収益物件を早く売るための売却手順とスピード重視の戦略
「資金が必要になった」「管理の手間を手放したい」など、収益物件を一刻も早く現金化したい事情がある場合、通常の売却活動とは異なる戦略が求められます。この記事では、収益物件をスピード重視で売却するための流れと、損失を最小限に抑えつつ早期に売却を完了させるための具体的なポイントを解説します。
1. 早く売るための2つの選択肢:「仲介」と「買取」
物件を早く手放したい場合、まず売却方法を「仲介」にするか「買取」にするかを決定する必要があります。
不動産会社による「買取」
最も早く現金化できる確実な方法は、不動産会社に直接物件を買い取ってもらう「買取(業者買取)」です。買い手を探す期間が不要なため、最短で数日から数週間で決済まで完了します。また、仲介手数料がかからず、契約不適合責任(瑕疵担保責任)が免責されることが多いのも大きなメリットです。ただし、売却価格は市場相場(仲介での売却見込額)の7割〜8割程度になるのが一般的です。
スピード重視の「仲介」
買取ほど価格を下げたくない場合は、仲介で一般の投資家向けに売り出します。早く売るためには、相場よりも少し低めの「割安感のある価格」設定が不可欠です。
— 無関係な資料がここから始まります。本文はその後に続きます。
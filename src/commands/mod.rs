//! Command handlers for the CLI
//!
//! One module per subcommand. The handlers are intentionally thin and
//! delegate to the library components: configuration, gateway, logger.

pub mod audit;
pub mod config;
pub mod install;
pub mod logs;
pub mod stdio;
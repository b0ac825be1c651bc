//! In-memory metrics accumulator
//!
//! Counters are updated by both pumps during operation and read once by
//! the gateway at shutdown. Updates only need per-counter atomicity, so a
//! single mutex around the counter block is sufficient; the critical
//! sections are a few map operations long.

use std::collections::HashMap;
use std::sync::{Arc, Mutex, PoisonError};

use crate::config::Config;
use crate::parser::ParsedMessage;
use crate::scanner::Direction;

/// The raw counter block.
#[derive(Debug, Clone, Default)]
pub struct Metrics {
    /// Every message seen by either pump
    pub messages_processed: u64,
    /// Messages keyed by `client->server` / `server->client`
    pub messages_by_direction: HashMap<String, u64>,
    /// Messages keyed by request/response/error/notification
    pub messages_by_type: HashMap<String, u64>,
    /// `tools/call` requests keyed by tool name
    pub tool_calls: HashMap<String, u64>,
    /// Violations keyed by rule name
    pub violations: HashMap<String, u64>,
    /// Messages withheld by a Block rule
    pub blocked_messages: u64,
    /// Sum of per-line processing latency
    pub total_latency_ms: f64,
}

/// Shared, config-gated metrics collector.
pub struct MetricsCollector {
    config: Arc<Config>,
    inner: Mutex<Metrics>,
}

impl MetricsCollector {
    /// Create a collector with zeroed counters.
    pub fn new(config: Arc<Config>) -> Self {
        Self {
            config,
            inner: Mutex::new(Metrics::default()),
        }
    }

    fn lock(&self) -> std::sync::MutexGuard<'_, Metrics> {
        // A poisoned lock only means a panicking thread died mid-update;
        // the counters themselves are still usable.
        self.inner.lock().unwrap_or_else(PoisonError::into_inner)
    }

    /// Count one processed message by direction, type, and tool.
    pub fn record_message(&self, message: &ParsedMessage, direction: Direction) {
        if !self.config.metrics.collect_message_counts {
            return;
        }

        let mut metrics = self.lock();
        metrics.messages_processed += 1;
        *metrics
            .messages_by_direction
            .entry(direction.as_str().to_string())
            .or_insert(0) += 1;
        *metrics
            .messages_by_type
            .entry(message.message_type.as_str().to_string())
            .or_insert(0) += 1;

        if let Some(tool) = message.tool_name() {
            *metrics.tool_calls.entry(tool.to_string()).or_insert(0) += 1;
        }
    }

    /// Count one violation; `blocked` additionally bumps the blocked
    /// message counter.
    pub fn record_violation(&self, rule_name: &str, blocked: bool) {
        if !self.config.metrics.collect_violation_counts {
            return;
        }

        let mut metrics = self.lock();
        *metrics.violations.entry(rule_name.to_string()).or_insert(0) += 1;
        if blocked {
            metrics.blocked_messages += 1;
        }
    }

    /// Accumulate one line's processing latency.
    pub fn record_latency(&self, latency_ms: f64) {
        if !self.config.metrics.collect_latency {
            return;
        }
        self.lock().total_latency_ms += latency_ms;
    }

    /// A point-in-time copy of all counters.
    pub fn snapshot(&self) -> Metrics {
        self.lock().clone()
    }

    /// Render the human-readable shutdown summary: totals, average
    /// latency, top 5 tools descending, and violations by rule.
    pub fn summary(&self) -> String {
        let metrics = self.snapshot();
        let total = metrics.messages_processed;
        let avg_latency = if total > 0 {
            metrics.total_latency_ms / total as f64
        } else {
            0.0
        };

        let mut lines = vec![
            format!("Total messages: {}", total),
            format!("Blocked: {}", metrics.blocked_messages),
            format!("Average latency: {:.2}ms", avg_latency),
        ];

        if !metrics.tool_calls.is_empty() {
            lines.push("\nTop tool calls:".to_string());
            let mut tools: Vec<(&String, &u64)> = metrics.tool_calls.iter().collect();
            tools.sort_by(|a, b| b.1.cmp(a.1).then_with(|| a.0.cmp(b.0)));
            for (tool, count) in tools.into_iter().take(5) {
                lines.push(format!("  {}: {}", tool, count));
            }
        }

        if !metrics.violations.is_empty() {
            lines.push("\nViolations by rule:".to_string());
            let mut rules: Vec<(&String, &u64)> = metrics.violations.iter().collect();
            rules.sort_by(|a, b| a.0.cmp(b.0));
            for (rule, count) in rules {
                lines.push(format!("  {}: {}", rule, count));
            }
        }

        lines.join("\n")
    }
}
投資家は常に高利回りの物件を探しているため、価格に魅力があればすぐに買い手がつく可能性があります。
2. 買取を利用する場合の流れと注意点
スピードと確実性を最優先して買取を選ぶ場合の手順です。
複数業者への査定依頼
買取であっても、必ず複数の不動産会社に査定(買取見積もり)を依頼しましょう。会社によって得意な物件種別やエリアが異なり、提示される買取金額には数百万円の差が出ること珍しくありません。
買取保証付き仲介の検討
「できれば高く売りたいが、いつまでも売れないのは困る」という場合は、「買取保証」を利用する手もあります。これは、一定期間(例えば3ヶ月)は仲介として売り出し、期間内に売れなかった場合は、あらかじめ約束した金額で不動産会社が買い取るという仕組みです。
3. 仲介で早く売るための戦略
仲介で売り出しつつ、可能な限り早く買い手を見つけるためのポイントです。
相場を見極めた戦略的な価格設定
早く売るための最大の武器は「価格」です。周辺相場や類似物件の利回りを徹底的に調査し、それらよりも魅力的な(利回りが高くなる)価格を設定します。売り出し直後が最も注目されるため、最初から勝負できる価格をつけることが早期売却の鍵です。
現況有姿・契約不適合責任免責での売却
修繕やハウスクリーニングを行わずにそのままの状態(現況有姿)で売却し、売却後の修繕リスクを負わない(契約不適合責任免責)条件にすることで、売却手続きをスピードアップできます。ただし、これらの条件は買い手にとってリスクとなるため、価格に織り込む(安くする)必要があります。
融資利用を前提としない現金買い層を狙う
買い手がローンを利用する場合、金融機関の審査に時間がかかり、最悪の場合は審査落ちで契約が白紙になるリスクがあります。早く確実に売りたい場合は、現金で一括購入できる投資家(法人や富裕層)をターゲットにし、多少の指値(値引き)に応じても現金決済を優先するという判断も有効です。
4. 必要書類の事前準備によるタイムロスの削減
買い手が現れた際にすぐに契約に進めるよう、必要書類をあらかじめすべて手元に揃えておくことが非常に重要です。
・登記済権利証(または登記識別情報通知) ・固定資産税納付書 ・物件の図面、パンフレット ・レントロール、賃貸借契約書 ・管理規約、修繕履歴
これらの書類が不足していると、確認のために無駄な時間がかかってしまいます。
まとめ:スピードと価格のバランスを見極める
収益物件を早く売るためには、買取を利用して一気に現金化するか、仲介で価格競争力を高めて投資家の目を引くかの決断が必要です。自身の資金計画やタイムリミットに合わせ、スピードと売却価格のどちらをどの程度優先するか、不動産会社と綿密に打ち合わせをして進めましょう。